Crudely, rhotacization (or r-colored vowels) means that you pronounce GA /r/ simultaneously with the vowel.
Ladefoged (1975) states that rhotacization may come from different articulatory gestures such as retracting the front of the tongue; a bunching up of the back of the tongue; a retraction of the root of the tongue into the pharynx.
In GA, the vowels /ɜr/ and /ər/ are entirely rhotacized, as in firm, offer, and for many speakers also /ɛr/, /ɔr/, and /ɑr/ are fully rhotacized, as in share, four, star.
In the case of the close vowels, /ɪr/ and /ʊr/, only the second half is rhotacized. The vocalic quality of GA /ɪr/ and /ʊr/ varies between GA /iː/ and /ɪ/, and /uː/ and /ʊ/, respectively. Observe that there is no opposition between tense vowels and lax vowels before /r/, and the choice of symbol therefore is somewhat arbitrary.
Some examples are:
• beer, fear, frontier, reindeer, here, nearer, mirror
• pure, manure, Europe, moor, tour, Boer
Some speakers use /jɜr/ instead of /jʊr/ in more frequent words. Try it if you like.

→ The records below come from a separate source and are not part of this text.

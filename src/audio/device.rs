//! Output-device abstraction.
//!
//! Devices are modelled as buffer queues: the session hands the device a
//! fixed pool of buffers, the device plays them in order and, on its own
//! real-time thread, gives each drained buffer back to the render callback,
//! which refills it and re-submits it through the [`QueueHandle`]. A buffer
//! that is not re-submitted leaves the pool and the device drains.

use std::sync::atomic::{AtomicU64, Ordering};
use std::sync::Arc;

use crossbeam_channel::Sender;

use super::format::SampleFormat;
use crate::error::DeviceError;

/// Smallest buffer pool a session may use.
pub const MIN_BUFFERS: usize = 4;

/// Render entry point the device calls with each drained buffer.
pub type RenderFn = Arc<dyn Fn(&QueueHandle, OutputBuffer) + Send + Sync>;

#[derive(Debug, Clone, PartialEq, Eq)]
pub struct PcmDevice {
    pub idx: usize,
    pub name: String,
}

/// Buffer sizing for one session.
#[derive(Debug, Clone, Copy, PartialEq, Eq, serde::Serialize)]
pub struct BufferLayout {
    pub frames_per_buffer: usize,
    /// Duration of one buffer, recomputed from the whole-frame count.
    pub buffer_ms: u64,
    pub num_buffers: usize,
    pub buffer_bytes: usize,
    pub channels: usize,
}

impl BufferLayout {
    pub fn new(format: &SampleFormat, target_ms: u64, num_buffers: usize) -> Self {
        let frames_per_buffer = format.ms_to_frames(target_ms).max(1) as usize;
        Self {
            frames_per_buffer,
            buffer_ms: format.frames_to_ms(frames_per_buffer as u64),
            num_buffers: num_buffers.max(MIN_BUFFERS),
            buffer_bytes: frames_per_buffer * format.frame_size(),
            channels: format.channels as usize,
        }
    }

    pub fn samples_per_buffer(&self) -> usize {
        self.frames_per_buffer * self.channels
    }
}

/// One device buffer of interleaved samples.
#[derive(Debug)]
pub struct OutputBuffer {
    id: usize,
    samples: Vec<f32>,
}

impl OutputBuffer {
    pub fn new(id: usize, samples: usize) -> Self {
        Self {
            id,
            samples: vec![0.0; samples],
        }
    }

    pub fn id(&self) -> usize {
        self.id
    }

    pub fn samples(&self) -> &[f32] {
        &self.samples
    }

    pub fn samples_mut(&mut self) -> &mut [f32] {
        &mut self.samples
    }

    pub fn len(&self) -> usize {
        self.samples.len()
    }

    pub fn is_empty(&self) -> bool {
        self.samples.is_empty()
    }

    pub fn silence(&mut self) {
        self.samples.fill(0.0);
    }
}

/// Played-sample position reported by the device.
#[derive(Clone, Default)]
pub struct Timeline {
    frames: Arc<AtomicU64>,
}

impl Timeline {
    pub fn new() -> Self {
        Self::default()
    }

    pub fn advance(&self, frames: u64) {
        self.frames.fetch_add(frames, Ordering::Relaxed);
    }

    pub fn sample_time(&self) -> u64 {
        self.frames.load(Ordering::Relaxed)
    }
}

/// What the render callback may touch of a live queue: buffer re-submission
/// and the optional timeline. Both are lock-free.
#[derive(Clone)]
pub struct QueueHandle {
    pending: Sender<OutputBuffer>,
    timeline: Option<Timeline>,
}

impl QueueHandle {
    /// `pending` must have room for the whole buffer pool so re-submission
    /// never blocks.
    pub fn new(pending: Sender<OutputBuffer>, timeline: Option<Timeline>) -> Self {
        Self { pending, timeline }
    }

    /// Returns `false` if the queue is gone.
    pub fn enqueue(&self, buffer: OutputBuffer) -> bool {
        self.pending.try_send(buffer).is_ok()
    }

    pub fn sample_time(&self) -> Option<u64> {
        self.timeline.as_ref().map(Timeline::sample_time)
    }

    pub fn has_timeline(&self) -> bool {
        self.timeline.is_some()
    }
}

/// An opened device instance. Owned by the render worker and only driven
/// from its thread.
pub trait OutputQueue {
    fn start(&mut self) -> Result<(), DeviceError>;

    fn pause(&mut self) -> Result<(), DeviceError>;

    /// Stop synchronously. When this returns the device no longer invokes
    /// the render callback.
    fn stop(&mut self);
}

pub struct OpenQueue {
    pub queue: Box<dyn OutputQueue>,
    pub handle: QueueHandle,
}

pub trait OutputBackend: Send + Sync {
    fn name(&self) -> &'static str;

    /// The device set is fixed: one system output.
    fn devices(&self) -> Vec<PcmDevice>;

    fn open(
        &self,
        format: &SampleFormat,
        layout: &BufferLayout,
        render: RenderFn,
    ) -> Result<OpenQueue, DeviceError>;
}
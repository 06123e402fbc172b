//! Seam to the network layer that feeds a client.
//!
//! A [`Connector`] turns a [`ConnectRequest`] into a live [`Connection`]
//! exposing the decoded PCM stream. The network side reports back through
//! [`ClientEvents`], which may be used from any thread and outlives the
//! connection harmlessly: events from an older connection are dropped.

use std::sync::{Arc, Weak};

use super::state::Identity;
use super::ClientInner;
use crate::audio::{EngineEvent, EngineListener, PcmProducer, PcmSource, RingPcmSource, SampleFormat};
use crate::error::ClientError;
use crate::logging::LogLevel;

#[derive(Debug, Clone, PartialEq, Eq)]
pub struct ConnectRequest {
    pub host: String,
    pub port: u16,
    pub identity: Identity,
    pub latency_ms: i32,
}

pub trait Connection: Send {
    /// Decoded PCM for the render worker.
    fn source(&self) -> Arc<dyn PcmSource>;

    /// Close the connection. Called once, after the render worker is gone.
    fn stop(&mut self);
}

pub trait Connector: Send + Sync {
    fn connect(
        &self,
        request: &ConnectRequest,
        events: ClientEvents,
    ) -> Result<Box<dyn Connection>, ClientError>;
}

/// Event sink handed to the network layer for one connection.
#[derive(Clone)]
pub struct ClientEvents {
    inner: Weak<ClientInner>,
    epoch: u64,
}

impl ClientEvents {
    pub(crate) fn new(inner: Weak<ClientInner>, epoch: u64) -> Self {
        Self { inner, epoch }
    }

    fn current(&self) -> Option<Arc<ClientInner>> {
        self.inner
            .upgrade()
            .filter(|inner| inner.is_current(self.epoch))
    }

    /// Server-side settings change. Volume is clamped to `0..=100`.
    pub fn settings(&self, volume: i32, muted: bool, latency_ms: i32) {
        if let Some(inner) = self.current() {
            inner.apply_server_settings(volume, muted, latency_ms);
        }
    }

    /// The connection is gone. The client reports `Disconnected`; resources
    /// are released on the next `start`, `stop` or destroy.
    pub fn disconnected(&self, reason: &str) {
        if let Some(inner) = self.current() {
            inner.connection_lost(reason);
        }
    }

    pub fn log(&self, level: LogLevel, message: &str) {
        if let Some(inner) = self.current() {
            inner.log(level, message);
        }
    }

    pub(crate) fn engine_listener(&self) -> EngineListener {
        let events = self.clone();
        Arc::new(move |event: EngineEvent| {
            if let Some(inner) = events.current() {
                inner.engine_event(event);
            }
        })
    }
}

/// Connector whose connections play whatever the host writes into the
/// returned [`PcmProducer`]. No network I/O.
pub struct PushConnector {
    source: Arc<RingPcmSource>,
}

impl PushConnector {
    pub fn new(format: SampleFormat, capacity_ms: u64) -> (Self, PcmProducer) {
        let (source, producer) = RingPcmSource::new(format, capacity_ms);
        (Self { source }, producer)
    }
}

impl Connector for PushConnector {
    fn connect(
        &self,
        request: &ConnectRequest,
        _events: ClientEvents,
    ) -> Result<Box<dyn Connection>, ClientError> {
        log::info!(
            "Local feed for {}:{} as {} #{}",
            request.host,
            request.port,
            request.identity.name,
            request.identity.instance
        );
        Ok(Box::new(PushConnection {
            source: self.source.clone(),
        }))
    }
}

struct PushConnection {
    source: Arc<RingPcmSource>,
}

impl Connection for PushConnection {
    fn source(&self) -> Arc<dyn PcmSource> {
        self.source.clone()
    }

    fn stop(&mut self) {
        self.source.discard();
    }
}
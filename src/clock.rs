//! Time source used for timestamps, the dedup window and the circuit breaker.

use crate::lock;
use chrono::{DateTime, Utc};
use std::{fmt::Debug, sync::Mutex, time::Duration};

/// A source of the current time.
pub trait Clock: Debug + Send + Sync {
    /// Current instant.
    fn now(&self) -> DateTime<Utc>;
}

/// Wall clock.
#[derive(Debug, Clone, Copy, Default)]
pub struct SystemClock;

impl Clock for SystemClock {
    fn now(&self) -> DateTime<Utc> {
        Utc::now()
    }
}

/// A clock that only moves when told to.
///
/// ```
/// use client_telemetry::{Clock, ManualClock};
/// use std::time::Duration;
///
/// let clock = ManualClock::new("2024-03-01T00:00:00Z".parse().unwrap());
/// clock.advance(Duration::from_secs(5));
/// assert_eq!("2024-03-01T00:00:05Z".parse::<chrono::DateTime<chrono::Utc>>().unwrap(), clock.now());
/// ```
#[derive(Debug)]
pub struct ManualClock {
    now: Mutex<DateTime<Utc>>,
}

impl ManualClock {
    /// Create a clock stopped at `start`.
    pub fn new(start: DateTime<Utc>) -> Self {
        ManualClock {
            now: Mutex::new(start),
        }
    }

    /// Move the clock forward.
    pub fn advance(&self, by: Duration) {
        let mut now = lock(&self.now);
        *now = chrono::Duration::from_std(by)
            .ok()
            .and_then(|delta| now.checked_add_signed(delta))
            .unwrap_or(DateTime::<Utc>::MAX_UTC);
    }

    /// Jump to an arbitrary instant.
    pub fn set(&self, to: DateTime<Utc>) {
        *lock(&self.now) = to;
    }
}

impl Clock for ManualClock {
    fn now(&self) -> DateTime<Utc> {
        *lock(&self.now)
    }
}

/// Time elapsed from `since` to `now`; zero if the clock went backwards.
pub(crate) fn elapsed(now: DateTime<Utc>, since: DateTime<Utc>) -> Duration {
    now.signed_duration_since(since)
        .to_std()
        .unwrap_or(Duration::ZERO)
}
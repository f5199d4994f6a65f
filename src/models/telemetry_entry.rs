use crate::models::{Properties, SeverityLevel, Timestamp};
use serde::{Deserialize, Serialize};

pub(crate) const NO_MESSAGE: &str = "<no message>";

/// One captured client event.
///
/// This is also the persisted form of a queue item. Only `severity`, `message` and `timestamp`
/// are required; everything else is skipped when absent.
#[derive(Debug, Clone, PartialEq, Eq, Serialize, Deserialize)]
#[serde(rename_all = "camelCase")]
pub struct TelemetryEntry {
    /// Severity.
    pub severity: SeverityLevel,

    /// Human readable message. Never empty.
    pub message: String,

    /// When the event occurred.
    pub timestamp: Timestamp,

    /// Message of the error that caused this entry.
    #[serde(default, skip_serializing_if = "Option::is_none")]
    pub exception_message: Option<String>,

    /// Stack trace of the error that caused this entry.
    #[serde(default, skip_serializing_if = "Option::is_none")]
    pub stack_trace: Option<String>,

    /// Best-effort hint about where the event originated.
    #[serde(default, skip_serializing_if = "Option::is_none")]
    pub source_context: Option<String>,

    /// URL of the failed request.
    #[serde(default, skip_serializing_if = "Option::is_none")]
    pub request_url: Option<String>,

    /// Method of the failed request.
    #[serde(default, skip_serializing_if = "Option::is_none")]
    pub request_method: Option<String>,

    /// Response status of the failed request.
    #[serde(default, skip_serializing_if = "Option::is_none")]
    pub status_code: Option<u16>,

    /// Agent string of the client.
    #[serde(default, skip_serializing_if = "Option::is_none")]
    pub user_agent: Option<String>,

    /// Caller supplied metadata.
    #[serde(default, skip_serializing_if = "Option::is_none")]
    pub additional_context: Option<Properties>,
}

impl TelemetryEntry {
    /// Create an entry stamped with the given time. An empty message is replaced with a
    /// placeholder.
    pub fn new(
        severity: SeverityLevel,
        message: impl Into<String>,
        timestamp: impl Into<Timestamp>,
    ) -> Self {
        let message = message.into();
        TelemetryEntry {
            severity,
            message: if message.trim().is_empty() {
                NO_MESSAGE.into()
            } else {
                message
            },
            timestamp: timestamp.into(),
            exception_message: None,
            stack_trace: None,
            source_context: None,
            request_url: None,
            request_method: None,
            status_code: None,
            user_agent: None,
            additional_context: None,
        }
    }

    /// Attach error details.
    pub fn with_exception(
        mut self,
        exception_message: impl Into<String>,
        stack_trace: Option<String>,
    ) -> Self {
        self.exception_message = Some(exception_message.into());
        self.stack_trace = stack_trace;
        self
    }

    /// Attach details of a failed request.
    pub fn with_request(
        mut self,
        url: impl Into<String>,
        method: impl Into<String>,
        status_code: Option<u16>,
    ) -> Self {
        self.request_url = Some(url.into());
        self.request_method = Some(method.into());
        self.status_code = status_code;
        self
    }

    /// Set the source context hint.
    pub fn with_source_context(mut self, source_context: impl Into<String>) -> Self {
        self.source_context = Some(source_context.into());
        self
    }

    /// Set the agent string.
    pub fn with_user_agent(mut self, user_agent: impl Into<String>) -> Self {
        self.user_agent = Some(user_agent.into());
        self
    }

    /// Add caller supplied metadata. Empty maps are dropped.
    pub fn with_context(mut self, context: Properties) -> Self {
        self.additional_context = Some(context).filter(|x| !x.is_empty());
        self
    }
}
//! Durable key/value storage for the queue.

use crate::{lock, Error};
use std::{
    collections::HashMap,
    fmt::Debug,
    fs,
    io::ErrorKind,
    path::PathBuf,
    sync::Mutex,
};

/// Durable key/value store holding serialized queues.
///
/// Only the queue talks to the store. Every error is caught there and reported through the
/// fallback logger, so implementations may fail freely.
pub trait Store: Debug + Send + Sync {
    /// Read the value stored under `key`.
    fn load(&self, key: &str) -> Result<Option<String>, Error>;

    /// Replace the value stored under `key`.
    fn save(&self, key: &str, value: &str) -> Result<(), Error>;
}

/// Store that lives as long as the process. Useful for tests and for clients without durable
/// storage.
#[derive(Debug, Default)]
pub struct MemoryStore {
    values: Mutex<HashMap<String, String>>,
}

impl MemoryStore {
    /// Create an empty store.
    pub fn new() -> Self {
        Self::default()
    }
}

impl Store for MemoryStore {
    fn load(&self, key: &str) -> Result<Option<String>, Error> {
        Ok(lock(&self.values).get(key).cloned())
    }

    fn save(&self, key: &str, value: &str) -> Result<(), Error> {
        lock(&self.values).insert(key.into(), value.into());
        Ok(())
    }
}

/// Store keeping one JSON file per key inside a directory.
///
/// Writes go to a temporary file first and are renamed into place, so a crash mid-write leaves
/// the previous value intact.
#[derive(Debug, Clone)]
pub struct FileStore {
    dir: PathBuf,
}

impl FileStore {
    /// Store files below `dir`. The directory is created on first save.
    pub fn new(dir: impl Into<PathBuf>) -> Self {
        FileStore { dir: dir.into() }
    }

    fn path_for(&self, key: &str) -> PathBuf {
        let file_name: String = key
            .chars()
            .map(|c| {
                if c.is_ascii_alphanumeric() || c == '-' || c == '_' {
                    c
                } else {
                    '_'
                }
            })
            .collect();
        self.dir.join(format!("{}.json", file_name))
    }
}

impl Store for FileStore {
    fn load(&self, key: &str) -> Result<Option<String>, Error> {
        match fs::read_to_string(self.path_for(key)) {
            Ok(value) if value.trim().is_empty() => Ok(None),
            Ok(value) => Ok(Some(value)),
            Err(err) if err.kind() == ErrorKind::NotFound => Ok(None),
            Err(err) => Err(err.into()),
        }
    }

    fn save(&self, key: &str, value: &str) -> Result<(), Error> {
        fs::create_dir_all(&self.dir)?;
        let path = self.path_for(key);
        let tmp_path = path.with_extension("json.tmp");
        fs::write(&tmp_path, value)?;
        fs::rename(&tmp_path, &path)?;
        Ok(())
    }
}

For GA /ɛr/ use the vowel quality as for GA /ɛ/.
• bear, Eric, vary, parent, pairing, narrow, air, heir
The vocalic quality of GA /ɔr/ is much like that of AN /ɔr/.
• bore, for, four, gourd, morning, mourning, cork, orb, Morse, cores
GA /ɜr/ and /ər/ have the same quality, as in bird and honor. They can be produced by bulging the tongue high in the mouth somewhere between the soft and hard palates. The sides of the tongue should touch the upper back teeth, but the center of the tongue should not touch the roof of the mouth. (These vowels could also be transcribed as /r̩/.)